Scientists claim to have discovered a potentially habitable planet which has an environment much similar to that of Earth and may contain water and even life.
The exoplanet, called Gliese 581g, is located around 123 trillion miles away from Earth and orbits a star at a distance that places it squarely in the habitable or the Goldilocks zone, the scientists said.

The research, published in a paper published in the Astrophysical Journal, suggests that the planet could contain liquid water on its surface, meaning it tops the league of planets and moons rated as being most like Earth, they said.

“Our findings offer a very compelling case for a potentially habitable planet said Vogt,” said lead researcher Steven Vogt, a professor of astronomy and astrophysics at the University of California Santa Cruz.“The fact that we were able to detect this planet so quickly and so nearby tells us that planets like this must be really common,” Prof Vogt was quoted as saying by Daily Mail.

The team reported the discovery of two new planets around Gliese 581. This brings the total number of known planets around this star to six, the most yet discovered in a planetary system outside of our own.

Like our solar system, the planets around Gliese 581 have nearly-circular orbits, the team said.

Oxygen 2.48 billion years old

An international team says that banded ironstone core samples from the Pilbara rocks in Australia have aided in dating the first appearance of atmospheric oxygen at 2.48 billion years ago.

Prof Mark Barley, who led the team, says their findings, published in the ‘Nature’ journal. rested on the reliability of the rock samples they used as evidence. According to geologists, the Great Oxidation Event, when earth’s atmospheric oxygen formed, happened at between 2.48 and 2.32 billion years ago.

“This was evidence for the most primitive form of aerobic respiring life, aerobic respiring bacteria which oxidise pyrite that released acid that dissolved rocks and soils on land, including chromium, that was then carried to the oceans by the flow of water. “The aerobic respiring chemolitho-autorobic bacteria require coexistence with cyanobacteria producing oxygen to do this,” Prof Barley said.

Prof Barley says that geobiologists are working towards a better database, for more evidence of when the types of bacteria linked to the rise of oxygen were really functioning.

A mouthwash that kills cavity-causing bacteria

A dental researcher has led efforts to develop a mouthwash with technology that kills cavity causing bacteria in the mouth and could save costly trips to the dentist.
For the study, Wenyuan Shi and his colleagues from the University of California, Los Angeles, first had to understand how the Streptococcus mutans interacts in biofilms, or the sticky colonies of microorganisms that build up as plaque on the teeth, Discovery News reported.
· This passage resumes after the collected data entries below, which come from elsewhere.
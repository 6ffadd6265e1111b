//! `DuckDB`-backed event source.
//!
//! Reads the `code_data` table produced by the Crime Open Database import:
//! one row per offense with `city_name`, `offense_type`, `date_single`,
//! `latitude` and `longitude` columns. The file is opened read-only; this
//! crate never writes to it.

use std::path::Path;
use std::sync::{Mutex, MutexGuard};

use chrono::{DateTime, NaiveDate, NaiveDateTime, Utc};
use crime_corr_crime_models::{DateRange, Event, EventFilter, OffenseCount};
use duckdb::types::Value;
use duckdb::{AccessMode, Config, Connection, params_from_iter};

use crate::{EventSource, SourceError};

/// Name of the imported incidents table.
pub const EVENTS_TABLE: &str = "code_data";

/// Rows missing any of the fields an [`Event`] requires are rejected
/// upstream; this predicate keeps every query consistent with that.
const VALID_ROWS: &str = "city_name IS NOT NULL
    AND offense_type IS NOT NULL
    AND date_single IS NOT NULL
    AND latitude IS NOT NULL
    AND longitude IS NOT NULL";

/// Timestamp format used when binding date filters.
const BIND_FORMAT: &str = "%Y-%m-%d %H:%M:%S";

/// Event source reading from a `DuckDB` file.
///
/// `duckdb::Connection` is `Send` but not `Sync`, so the connection is
/// wrapped in a `Mutex`.
pub struct DuckDbEventSource {
    conn: Mutex<Connection>,
    label: String,
}

impl DuckDbEventSource {
    /// Opens the `DuckDB` file at `path` in read-only mode.
    ///
    /// # Errors
    ///
    /// Returns [`SourceError`] if the file does not exist or cannot be
    /// opened.
    pub fn open_read_only(path: &Path) -> Result<Self, SourceError> {
        if !path.exists() {
            return Err(SourceError::Io(std::io::Error::new(
                std::io::ErrorKind::NotFound,
                format!("DuckDB file not found: {}", path.display()),
            )));
        }

        let config = Config::default().access_mode(AccessMode::ReadOnly)?;
        let conn = Connection::open_with_flags(path, config)?;

        log::info!("Opened event database {} (read-only)", path.display());

        Ok(Self::from_connection(conn, path.display().to_string()))
    }

    /// Wraps an already-open connection.
    #[must_use]
    pub fn from_connection(conn: Connection, label: impl Into<String>) -> Self {
        Self {
            conn: Mutex::new(conn),
            label: label.into(),
        }
    }

    fn acquire(&self) -> Result<MutexGuard<'_, Connection>, SourceError> {
        self.conn.lock().map_err(|_| SourceError::Poisoned)
    }

    fn distinct_column(&self, column: &str) -> Result<Vec<String>, SourceError> {
        let conn = self.acquire()?;
        let mut stmt = conn.prepare(&format!(
            "SELECT DISTINCT {column} FROM {EVENTS_TABLE} WHERE {VALID_ROWS} ORDER BY {column}"
        ))?;
        let rows = stmt.query_map([], |row| row.get::<_, String>(0))?;

        let mut values = Vec::new();
        for value in rows {
            values.push(value?);
        }
        Ok(values)
    }
}

impl EventSource for DuckDbEventSource {
    fn describe(&self) -> String {
        format!("DuckDB {}", self.label)
    }

    fn events(&self, filter: &EventFilter) -> Result<Vec<Event>, SourceError> {
        let (sql, params) = build_events_query(filter);
        let conn = self.acquire()?;
        let mut stmt = conn.prepare(&sql)?;
        let mut rows = stmt.query(params_from_iter(params))?;

        let mut events = Vec::new();
        while let Some(row) = rows.next()? {
            let city: String = row.get(0)?;
            let offense_type: String = row.get(1)?;
            let occurred_at_text: String = row.get(2)?;
            let latitude: f64 = row.get(3)?;
            let longitude: f64 = row.get(4)?;

            let occurred_at =
                parse_timestamp(&occurred_at_text).ok_or_else(|| SourceError::Timestamp {
                    value: occurred_at_text.clone(),
                })?;

            events.push(Event {
                city,
                offense_type,
                occurred_at,
                latitude,
                longitude,
            });
        }

        log::debug!("Read {} events from {}", events.len(), self.label);

        Ok(events)
    }

    fn cities(&self) -> Result<Vec<String>, SourceError> {
        self.distinct_column("city_name")
    }

    fn offense_types(&self) -> Result<Vec<String>, SourceError> {
        self.distinct_column("offense_type")
    }

    fn offense_counts(&self) -> Result<Vec<OffenseCount>, SourceError> {
        let conn = self.acquire()?;
        let mut stmt = conn.prepare(&format!(
            "SELECT city_name, offense_type, COUNT(*) AS n
             FROM {EVENTS_TABLE}
             WHERE {VALID_ROWS}
             GROUP BY city_name, offense_type
             ORDER BY city_name, offense_type"
        ))?;
        let rows = stmt.query_map([], |row| {
            let city: String = row.get(0)?;
            let offense_type: String = row.get(1)?;
            let n: i64 = row.get(2)?;
            Ok((city, offense_type, n))
        })?;

        let mut counts = Vec::new();
        for row in rows {
            let (city, offense_type, n) = row?;
            counts.push(OffenseCount {
                city,
                offense_type,
                count: u64::try_from(n).unwrap_or(0),
            });
        }
        Ok(counts)
    }

    fn date_range(&self) -> Result<Option<DateRange>, SourceError> {
        let conn = self.acquire()?;
        let mut stmt = conn.prepare(&format!(
            "SELECT CAST(MIN(CAST(date_single AS TIMESTAMP)) AS VARCHAR),
                    CAST(MAX(CAST(date_single AS TIMESTAMP)) AS VARCHAR)
             FROM {EVENTS_TABLE}
             WHERE {VALID_ROWS}"
        ))?;
        let (min, max): (Option<String>, Option<String>) =
            stmt.query_row([], |row| Ok((row.get(0)?, row.get(1)?)))?;

        let (Some(min), Some(max)) = (min, max) else {
            return Ok(None);
        };

        let parse = |text: String| {
            parse_timestamp(&text).ok_or(SourceError::Timestamp { value: text })
        };

        Ok(Some(DateRange {
            min: parse(min)?,
            max: parse(max)?,
        }))
    }
}

/// Builds the filtered events query and its bound parameters.
fn build_events_query(filter: &EventFilter) -> (String, Vec<Value>) {
    let mut frags = vec![VALID_ROWS.to_string()];
    let mut params = Vec::new();

    if !filter.cities.is_empty() {
        frags.push(format!("city_name IN ({})", placeholders(filter.cities.len())));
        params.extend(filter.cities.iter().cloned().map(Value::Text));
    }

    if !filter.offense_types.is_empty() {
        frags.push(format!(
            "offense_type IN ({})",
            placeholders(filter.offense_types.len())
        ));
        params.extend(filter.offense_types.iter().cloned().map(Value::Text));
    }

    if let Some(from) = filter.from {
        frags.push("CAST(date_single AS TIMESTAMP) >= CAST(? AS TIMESTAMP)".to_string());
        params.push(Value::Text(from.format(BIND_FORMAT).to_string()));
    }

    if let Some(to) = filter.to {
        frags.push("CAST(date_single AS TIMESTAMP) <= CAST(? AS TIMESTAMP)".to_string());
        params.push(Value::Text(to.format(BIND_FORMAT).to_string()));
    }

    let mut sql = format!(
        "SELECT city_name, offense_type, CAST(date_single AS VARCHAR), latitude, longitude
         FROM {EVENTS_TABLE}
         WHERE {}
         ORDER BY city_name, offense_type, date_single, latitude, longitude",
        frags.join(" AND ")
    );

    if let Some(limit) = filter.limit {
        sql.push_str(&format!(" LIMIT {limit}"));
    }

    (sql, params)
}

fn placeholders(n: usize) -> String {
    vec!["?"; n].join(", ")
}

/// Parses a `DuckDB` timestamp text representation.
///
/// `DuckDB`'s `VARCHAR` cast can produce several formats depending on the
/// column type and stored precision:
/// - `2024-01-15 10:30:00`
/// - `2024-01-15 10:30:00.123`
/// - `2024-01-15 10:30:00+00` (timestamptz)
/// - `2024-01-15` (date column)
///
/// Timezone-aware values are normalized to UTC.
fn parse_timestamp(s: &str) -> Option<NaiveDateTime> {
    for fmt in ["%Y-%m-%d %H:%M:%S%#z", "%Y-%m-%d %H:%M:%S%.f%#z"] {
        if let Ok(dt) = DateTime::parse_from_str(s, fmt) {
            return Some(dt.with_timezone(&Utc).naive_utc());
        }
    }

    for fmt in ["%Y-%m-%d %H:%M:%S", "%Y-%m-%d %H:%M:%S%.f", "%Y-%m-%dT%H:%M:%S"] {
        if let Ok(naive) = NaiveDateTime::parse_from_str(s, fmt) {
            return Some(naive);
        }
    }

    if let Ok(date) = NaiveDate::parse_from_str(s, "%Y-%m-%d") {
        return date.and_hms_opt(0, 0, 0);
    }

    log::warn!("Failed to parse timestamp: {s:?}");
    None
}

#[cfg(test)]
mod tests {
    use super::*;

    fn seed(conn: &Connection) {
        conn.execute_batch(
            "CREATE TABLE code_data (
                city_name TEXT,
                offense_type TEXT,
                date_single TIMESTAMP,
                latitude DOUBLE,
                longitude DOUBLE
            );
            INSERT INTO code_data VALUES
                ('Chicago', 'theft', '2018-03-01 10:00:00', 41.8, -87.6),
                ('Chicago', 'assault', '2018-07-15 22:30:00', 41.9, -87.7),
                ('Chicago', 'theft', '2019-01-02 08:00:00', 41.7, -87.5),
                ('Austin', 'theft', '2017-05-05 12:00:00', 30.2, -97.7),
                ('Austin', NULL, '2017-05-06 12:00:00', 30.2, -97.7),
                ('Austin', 'burglary', '2017-05-07 12:00:00', NULL, -97.7);",
        )
        .unwrap();
    }

    fn in_memory() -> DuckDbEventSource {
        let conn = Connection::open_in_memory().unwrap();
        seed(&conn);
        DuckDbEventSource::from_connection(conn, "memory")
    }

    fn at(s: &str) -> NaiveDateTime {
        NaiveDateTime::parse_from_str(s, "%Y-%m-%d %H:%M:%S").unwrap()
    }

    #[test]
    fn distinct_sets_are_sorted_and_skip_invalid_rows() {
        let source = in_memory();
        assert_eq!(source.cities().unwrap(), vec!["Austin", "Chicago"]);
        assert_eq!(source.offense_types().unwrap(), vec!["assault", "theft"]);
    }

    #[test]
    fn grouped_counts_match_rows() {
        let source = in_memory();
        let counts = source.offense_counts().unwrap();
        let flat: Vec<(&str, &str, u64)> = counts
            .iter()
            .map(|c| (c.city.as_str(), c.offense_type.as_str(), c.count))
            .collect();
        assert_eq!(
            flat,
            vec![
                ("Austin", "theft", 1),
                ("Chicago", "assault", 1),
                ("Chicago", "theft", 2),
            ]
        );
    }

    #[test]
    fn events_apply_filters() {
        let source = in_memory();
        assert_eq!(source.events(&EventFilter::default()).unwrap().len(), 4);

        let chicago = source.events(&EventFilter::for_city("Chicago")).unwrap();
        assert_eq!(chicago.len(), 3);
        assert!(chicago.iter().all(|e| e.city == "Chicago"));

        let ranged = source
            .events(&EventFilter::for_city("Chicago").between(
                Some(at("2018-01-01 00:00:00")),
                Some(at("2018-12-31 23:59:59")),
            ))
            .unwrap();
        assert_eq!(ranged.len(), 2);
        assert_eq!(ranged[0].occurred_at, at("2018-07-15 22:30:00"));

        let limited = source
            .events(&EventFilter {
                limit: Some(1),
                ..EventFilter::default()
            })
            .unwrap();
        assert_eq!(limited.len(), 1);
    }

    #[test]
    fn date_range_spans_valid_rows() {
        let source = in_memory();
        let range = source.date_range().unwrap().unwrap();
        assert_eq!(range.min, at("2017-05-05 12:00:00"));
        assert_eq!(range.max, at("2019-01-02 08:00:00"));
    }

    #[test]
    fn empty_table_has_no_date_range() {
        let conn = Connection::open_in_memory().unwrap();
        conn.execute_batch(
            "CREATE TABLE code_data (city_name TEXT, offense_type TEXT,
             date_single TIMESTAMP, latitude DOUBLE, longitude DOUBLE)",
        )
        .unwrap();
        let source = DuckDbEventSource::from_connection(conn, "empty");
        assert!(source.date_range().unwrap().is_none());
        assert!(source.events(&EventFilter::default()).unwrap().is_empty());
    }

    #[test]
    fn opens_file_read_only() {
        let dir = tempfile::tempdir().unwrap();
        let path = dir.path().join("code_data.duckdb");
        {
            let conn = Connection::open(&path).unwrap();
            seed(&conn);
        }

        let source = DuckDbEventSource::open_read_only(&path).unwrap();
        assert_eq!(source.cities().unwrap().len(), 2);
        assert!(source.describe().contains("code_data.duckdb"));
    }

    #[test]
    fn missing_file_is_an_io_error() {
        let dir = tempfile::tempdir().unwrap();
        let result = DuckDbEventSource::open_read_only(&dir.path().join("nope.duckdb"));
        assert!(matches!(result, Err(SourceError::Io(_))));
    }

    #[test]
    fn parses_duckdb_timestamp_variants() {
        assert_eq!(
            parse_timestamp("2024-01-15 10:30:00"),
            Some(at("2024-01-15 10:30:00"))
        );
        assert!(parse_timestamp("2024-01-15 10:30:00.123").is_some());
        assert_eq!(
            parse_timestamp("2024-01-15 10:30:00+00"),
            Some(at("2024-01-15 10:30:00"))
        );
        assert_eq!(
            parse_timestamp("2024-01-15"),
            Some(at("2024-01-15 00:00:00"))
        );
        assert!(parse_timestamp("not a date").is_none());
    }
}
Bacteria often latch on to the surfaces of teeth, breaking down food debris and nutrients into acids that can eat away at enamel and form cavities.
 These harmful plaque build-ups can lead to gum disease and even tooth loss.  The technology, called “Specifically-Targeted Antimicrobial Peptides” (STAMPs), targets cavity-causing bacteria without interfering with other microbes in the mouth.